Background: Internal carotid artery (ICA) agenesis has been usually reported as an asymptomatic condition in association with other congenital anomalies. However, it is less well described in the context of clinical neurological syndromes.
Method: Five cases of ICA agenesis are reviewed. The diagnosis of ICA agenesis was based on the absence of bony carotid canal on computed tomography. Brain CT and magnetic resonance image (MRI) scans were done in all the patients and four vessels digital angiograms were obtained in two. Clinical presentation, coexistent radiological findings and associated abnormalities are reviewed.

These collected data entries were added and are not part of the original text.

use chrono::NaiveDate;
use clap::Subcommand;
use serde_json::json;
use tasktime_core::time::{day_key_for, format_time};

use super::{open_tracker, print_json, CliResult};

#[derive(Subcommand)]
pub enum StatsAction {
    /// Today's totals
    Today,
    /// Seconds per day for a Sunday-to-Saturday week
    Week {
        /// Any day in the week (YYYY-MM-DD, default: today)
        #[arg(long)]
        date: Option<NaiveDate>,
    },
    /// Seconds recorded on one day
    Day {
        /// Day (YYYY-MM-DD)
        date: NaiveDate,
    },
    /// All-time summary
    All,
}

pub fn run(action: StatsAction) -> CliResult {
    let tracker = open_tracker()?;
    let repo = tracker.repository();

    match action {
        StatsAction::Today => {
            let total = repo.total_time_today();
            print_json(&json!({
                "day": day_key_for(repo.today()),
                "totalTimeToday": total,
                "formatted": format_time(total),
                "completedTasksToday": repo.completed_tasks_today(),
            }))?;
        }
        StatsAction::Week { date } => {
            let date = date.unwrap_or_else(|| repo.today());
            let days = repo.time_spent_by_week(date);
            let total: u64 = days.values().sum();
            print_json(&json!({
                "week": days.keys().next(),
                "days": days,
                "total": total,
                "formatted": format_time(total),
            }))?;
        }
        StatsAction::Day { date } => {
            let total = repo.time_spent_on_day(date);
            let tasks: Vec<_> = repo.tasks_by_day(date).iter().map(|t| t.id.clone()).collect();
            print_json(&json!({
                "day": day_key_for(date),
                "timeSpent": total,
                "formatted": format_time(total),
                "taskIds": tasks,
            }))?;
        }
        StatsAction::All => {
            print_json(&repo.summary())?;
        }
    }
    Ok(())
}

Findings: The initial presentations were pulsatile tinnitus, ischemic stroke, migraine, Horner's syndrome, and subarachnoid hemorrhage. Collateral circulation was supplied via the posterior communicating artery and the anterior communicating artery. Ophthalmic artery was supplied by meningeal arteries. On CT, all cases demonstrated agenesis of the bony carotid canal. Smaller cavernous sinus were detected in all cases, enlargement of the foramen spinosum was found in three patients and hyper-pneumatization of the petrous apex was detected in two cases. In one patient a cerebral aneurysms was detected and treated with an endovascular approach. Other associated vascular abnormalities were aortic origin of the vertebral artery in two patients, ICA coiling in two cases and fenestration of basilar artery in one case.
Conclusion: ICA agenesis is usually asymptomatic but occasionally may be associated with ischemic stroke. Collateral supply is usually effective in preventing stroke but may become inefficient leading to ischemia. Associated anomalies such as cerebral aneurysms are commonly depicted on the same side as the ICA agenesis and may represent a potential life-threatening condition.